WHAT YOU NEED TO DO => Emit all the data exactly as provided.

DATA SUPPLIED =>
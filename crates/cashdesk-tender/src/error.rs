//! # Tender Error Types
//!
//! Only configuration loading can fail in this crate. The payment controller
//! itself never returns an error: malformed tendered text is shown as the
//! error marker and nothing more.

use cashdesk_core::CoreError;
use thiserror::Error;

/// Result type alias for tender operations.
pub type TenderResult<T> = Result<T, TenderError>;

#[derive(Debug, Error)]
pub enum TenderError {
    /// Configuration values are inconsistent.
    #[error("Invalid tender configuration: {0}")]
    InvalidConfig(String),

    /// Config file could not be read or parsed.
    #[error("Failed to load config: {0}")]
    ConfigLoadFailed(String),

    /// Config file could not be written.
    #[error("Failed to save config: {0}")]
    ConfigSaveFailed(String),

    /// Domain error from cashdesk-core.
    #[error(transparent)]
    Core(#[from] CoreError),
}

// =============================================================================
// Error Conversions
// =============================================================================

impl From<std::io::Error> for TenderError {
    fn from(err: std::io::Error) -> Self {
        TenderError::ConfigLoadFailed(err.to_string())
    }
}

impl From<toml::de::Error> for TenderError {
    fn from(err: toml::de::Error) -> Self {
        TenderError::ConfigLoadFailed(err.to_string())
    }
}

impl From<toml::ser::Error> for TenderError {
    fn from(err: toml::ser::Error) -> Self {
        TenderError::ConfigSaveFailed(err.to_string())
    }
}

#[cfg(test)]
mod tests {
    use super::*;
    use cashdesk_core::Money;

    #[test]
    fn test_core_error_is_transparent() {
        let err: TenderError = CoreError::InvalidAmountDue {
            amount: Money::zero(),
        }
        .into();
        assert_eq!(
            err.to_string(),
            "Invalid amount due: 0.00 (must be greater than zero)"
        );
    }

    #[test]
    fn test_io_error_maps_to_load_failure() {
        let io = std::io::Error::new(std::io::ErrorKind::NotFound, "gone");
        let err: TenderError = io.into();
        assert!(matches!(err, TenderError::ConfigLoadFailed(_)));
    }

    #[test]
    fn test_toml_errors_map_to_load_and_save_failures() {
        let parse = toml::from_str::<toml::Table>("[display").unwrap_err();
        let err: TenderError = parse.into();
        assert!(matches!(err, TenderError::ConfigLoadFailed(_)));

        // A bare integer is not a TOML document
        let write = toml::to_string(&42).unwrap_err();
        let err: TenderError = write.into();
        assert!(matches!(err, TenderError::ConfigSaveFailed(_)));
        assert!(err.to_string().starts_with("Failed to save config: "));
    }
}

WRITTEN REPLY =>
filename crates/cashdesk-tender/src/error.rs
//! # Tender Error Types
//!
//! Only configuration loading can fail in this crate. The payment controller
//! itself never returns an error: malformed tendered text is shown as the
//! error marker and nothing more.

use cashdesk_core::CoreError;
use thiserror::Error;

/// Result type alias for tender operations.
pub type TenderResult<T> = Result<T, TenderError>;

#[derive(Debug, Error)]
pub enum TenderError {
    /// Configuration values are inconsistent.
    #[error("Invalid tender configuration: {0}")]
    InvalidConfig(String),

    /// Config file could not be read or parsed.
    #[error("Failed to load config: {0}")]
    ConfigLoadFailed(String),

    /// Config file could not be written.
    #[error("Failed to save config: {0}")]
    ConfigSaveFailed(String),

    /// Domain error from cashdesk-core.
    #[error(transparent)]
    Core(#[from] CoreError),
}

// =============================================================================
// Error Conversions
// =============================================================================

impl From<std::io::Error> for TenderError {
    fn from(err: std::io::Error) -> Self {
        TenderError::ConfigLoadFailed(err.to_string())
    }
}

impl From<toml::de::Error> for TenderError {
    fn from(err: toml::de::Error) -> Self {
        TenderError::ConfigLoadFailed(err.to_string())
    }
}

impl From<toml::ser::Error> for TenderError {
    fn from(err: toml::ser::Error) -> Self {
        TenderError::ConfigSaveFailed(err.to_string())
    }
}

#[cfg(test)]
mod tests {
    use super::*;
    use cashdesk_core::Money;

    #[test]
    fn test_core_error_is_transparent() {
        let err: TenderError = CoreError::InvalidAmountDue {
            amount: Money::zero(),
        }
        .into();
        assert_eq!(
            err.to_string(),
            "Invalid amount due: 0.00 (must be greater than zero)"
        );
    }

    #[test]
    fn test_io_error_maps_to_load_failure() {
        let io = std::io::Error::new(std::io::ErrorKind::NotFound, "gone");
        let err: TenderError = io.into();
        assert!(matches!(err, TenderError::ConfigLoadFailed(_)));
    }

    #[test]
    fn test_toml_errors_map_to_load_and_save_failures() {
        let parse = toml::from_str::<toml::Table>("[display").unwrap_err();
        let err: TenderError = parse.into();
        assert!(matches!(err, TenderError::ConfigLoadFailed(_)));

        // A bare integer is not a TOML document
        let write = toml::to_string(&42).unwrap_err();
        let err: TenderError = write.into();
        assert!(matches!(err, TenderError::ConfigSaveFailed(_)));
        assert!(err.to_string().starts_with("Failed to save config: "));
    }
}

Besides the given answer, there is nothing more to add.